*** Opening Data for the task ***

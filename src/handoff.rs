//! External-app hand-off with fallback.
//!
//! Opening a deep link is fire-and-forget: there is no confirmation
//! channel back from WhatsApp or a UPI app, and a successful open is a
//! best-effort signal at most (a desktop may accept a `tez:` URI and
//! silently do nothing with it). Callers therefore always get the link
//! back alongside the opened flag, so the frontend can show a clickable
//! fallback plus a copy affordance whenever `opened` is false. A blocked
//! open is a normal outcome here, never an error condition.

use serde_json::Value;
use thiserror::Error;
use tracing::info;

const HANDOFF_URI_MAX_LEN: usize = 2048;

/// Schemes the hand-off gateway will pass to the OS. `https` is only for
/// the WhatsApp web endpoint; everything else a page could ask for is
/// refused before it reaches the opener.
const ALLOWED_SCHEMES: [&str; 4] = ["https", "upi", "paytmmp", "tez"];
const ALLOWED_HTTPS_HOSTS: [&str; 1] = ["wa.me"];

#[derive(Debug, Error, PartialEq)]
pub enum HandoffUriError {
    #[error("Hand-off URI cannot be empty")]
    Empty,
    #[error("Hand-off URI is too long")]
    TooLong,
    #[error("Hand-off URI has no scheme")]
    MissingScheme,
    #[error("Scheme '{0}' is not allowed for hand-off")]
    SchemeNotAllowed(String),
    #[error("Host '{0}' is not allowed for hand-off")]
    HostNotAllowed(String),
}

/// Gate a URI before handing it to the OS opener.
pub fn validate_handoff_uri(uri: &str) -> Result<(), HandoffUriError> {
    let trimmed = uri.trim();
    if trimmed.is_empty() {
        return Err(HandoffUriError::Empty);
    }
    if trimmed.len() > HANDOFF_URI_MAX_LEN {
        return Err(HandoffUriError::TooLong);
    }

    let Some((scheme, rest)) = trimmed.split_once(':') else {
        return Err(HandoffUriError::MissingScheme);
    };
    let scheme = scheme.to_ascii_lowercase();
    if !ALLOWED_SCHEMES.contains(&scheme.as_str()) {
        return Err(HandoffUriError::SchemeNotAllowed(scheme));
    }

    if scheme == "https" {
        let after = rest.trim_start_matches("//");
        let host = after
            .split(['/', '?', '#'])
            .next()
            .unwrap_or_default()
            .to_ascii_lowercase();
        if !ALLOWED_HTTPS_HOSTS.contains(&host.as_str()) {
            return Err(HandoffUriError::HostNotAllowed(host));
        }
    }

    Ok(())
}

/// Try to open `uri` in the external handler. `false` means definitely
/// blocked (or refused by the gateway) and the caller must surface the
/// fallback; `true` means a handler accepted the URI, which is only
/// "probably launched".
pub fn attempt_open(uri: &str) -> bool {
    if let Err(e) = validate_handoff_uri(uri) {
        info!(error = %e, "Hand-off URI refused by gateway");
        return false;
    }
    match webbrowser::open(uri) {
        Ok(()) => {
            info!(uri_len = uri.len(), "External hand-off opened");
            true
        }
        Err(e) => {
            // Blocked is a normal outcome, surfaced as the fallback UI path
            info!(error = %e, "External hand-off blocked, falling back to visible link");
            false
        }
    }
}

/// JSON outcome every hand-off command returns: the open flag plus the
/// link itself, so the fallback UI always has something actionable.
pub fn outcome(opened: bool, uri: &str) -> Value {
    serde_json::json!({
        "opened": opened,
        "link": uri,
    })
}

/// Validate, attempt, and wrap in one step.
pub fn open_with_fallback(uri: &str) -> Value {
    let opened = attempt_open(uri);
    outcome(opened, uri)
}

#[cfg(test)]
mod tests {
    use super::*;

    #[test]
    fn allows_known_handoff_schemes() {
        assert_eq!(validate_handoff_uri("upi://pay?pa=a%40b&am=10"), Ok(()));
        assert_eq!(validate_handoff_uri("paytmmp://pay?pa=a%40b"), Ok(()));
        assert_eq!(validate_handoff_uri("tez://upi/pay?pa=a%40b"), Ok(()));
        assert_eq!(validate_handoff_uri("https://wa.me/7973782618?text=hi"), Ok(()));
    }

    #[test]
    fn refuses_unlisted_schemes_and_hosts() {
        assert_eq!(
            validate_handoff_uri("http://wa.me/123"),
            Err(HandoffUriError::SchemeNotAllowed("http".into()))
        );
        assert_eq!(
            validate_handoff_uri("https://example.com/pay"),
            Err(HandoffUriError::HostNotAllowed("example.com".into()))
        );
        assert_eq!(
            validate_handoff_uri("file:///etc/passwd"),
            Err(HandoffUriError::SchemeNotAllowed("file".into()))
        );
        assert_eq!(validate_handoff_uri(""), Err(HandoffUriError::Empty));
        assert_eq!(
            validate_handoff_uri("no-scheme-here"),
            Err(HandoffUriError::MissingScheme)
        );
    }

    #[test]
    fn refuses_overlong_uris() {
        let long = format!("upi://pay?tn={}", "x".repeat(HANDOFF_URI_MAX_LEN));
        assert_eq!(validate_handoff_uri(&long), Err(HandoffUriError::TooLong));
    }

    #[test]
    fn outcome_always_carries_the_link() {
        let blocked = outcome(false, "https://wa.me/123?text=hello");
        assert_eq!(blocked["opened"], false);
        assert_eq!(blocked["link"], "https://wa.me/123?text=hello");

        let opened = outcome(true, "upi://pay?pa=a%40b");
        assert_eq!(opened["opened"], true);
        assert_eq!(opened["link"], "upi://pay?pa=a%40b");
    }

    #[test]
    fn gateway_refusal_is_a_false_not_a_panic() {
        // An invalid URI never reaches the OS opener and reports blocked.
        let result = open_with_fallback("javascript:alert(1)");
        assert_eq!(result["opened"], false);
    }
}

*** Closing Data for the task ***

▶ _Work task_:
Using the material above, find each line that holds "String" and copy that line.

▶ _Answer to the exercise_:
    SchemeNotAllowed(String),
    HostNotAllowed(String),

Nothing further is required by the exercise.